Say how many of the lines below include the word "impl", and write nothing else.
━━ DATA RECORDS ━━
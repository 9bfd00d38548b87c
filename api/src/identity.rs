use async_trait::async_trait;
use chrono::{DateTime, Utc};
use sqlx::PgPool;

use intake_core::profile::PersonName;

#[derive(Debug, thiserror::Error)]
pub enum IdentityError {
    #[error("user {0} not found")]
    NotFound(String),
    #[error("identity store error: {0}")]
    Backend(#[from] sqlx::Error),
}

/// Marks a user as having completed the onboarding form.
#[derive(Debug, Clone, PartialEq, Eq)]
pub struct TypeformCompletion {
    pub form_id: String,
    pub response_token: String,
    pub trial_start_date: DateTime<Utc>,
}

#[async_trait]
pub trait IdentityStore: Send + Sync {
    async fn get_user(&self, user_id: &str) -> Result<PersonName, IdentityError>;

    async fn update_user(
        &self,
        user_id: &str,
        completion: &TypeformCompletion,
    ) -> Result<(), IdentityError>;
}

/// Identity store backed by the `users` table.
#[derive(Clone)]
pub struct PgIdentityStore {
    pool: PgPool,
}

impl PgIdentityStore {
    pub fn new(pool: PgPool) -> Self {
        Self { pool }
    }
}

#[derive(sqlx::FromRow)]
struct UserNameRow {
    given_name: Option<String>,
    family_name: Option<String>,
}

#[async_trait]
impl IdentityStore for PgIdentityStore {
    async fn get_user(&self, user_id: &str) -> Result<PersonName, IdentityError> {
        let row = sqlx::query_as::<_, UserNameRow>(
            "SELECT given_name, family_name FROM users WHERE id = $1",
        )
        .bind(user_id)
        .fetch_optional(&self.pool)
        .await?
        .ok_or_else(|| IdentityError::NotFound(user_id.to_string()))?;

        Ok(PersonName {
            given_name: row.given_name,
            family_name: row.family_name,
        })
    }

    async fn update_user(
        &self,
        user_id: &str,
        completion: &TypeformCompletion,
    ) -> Result<(), IdentityError> {
        let result = sqlx::query(
            r#"
            UPDATE users
            SET typeform_form_id = $2,
                typeform_response_id = $3,
                trial_start_date = $4,
                updated_at = NOW()
            WHERE id = $1
            "#,
        )
        .bind(user_id)
        .bind(&completion.form_id)
        .bind(&completion.response_token)
        .bind(completion.trial_start_date)
        .execute(&self.pool)
        .await?;

        if result.rows_affected() == 0 {
            return Err(IdentityError::NotFound(user_id.to_string()));
        }
        Ok(())
    }
}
━━━
TASK OUTPUT> 2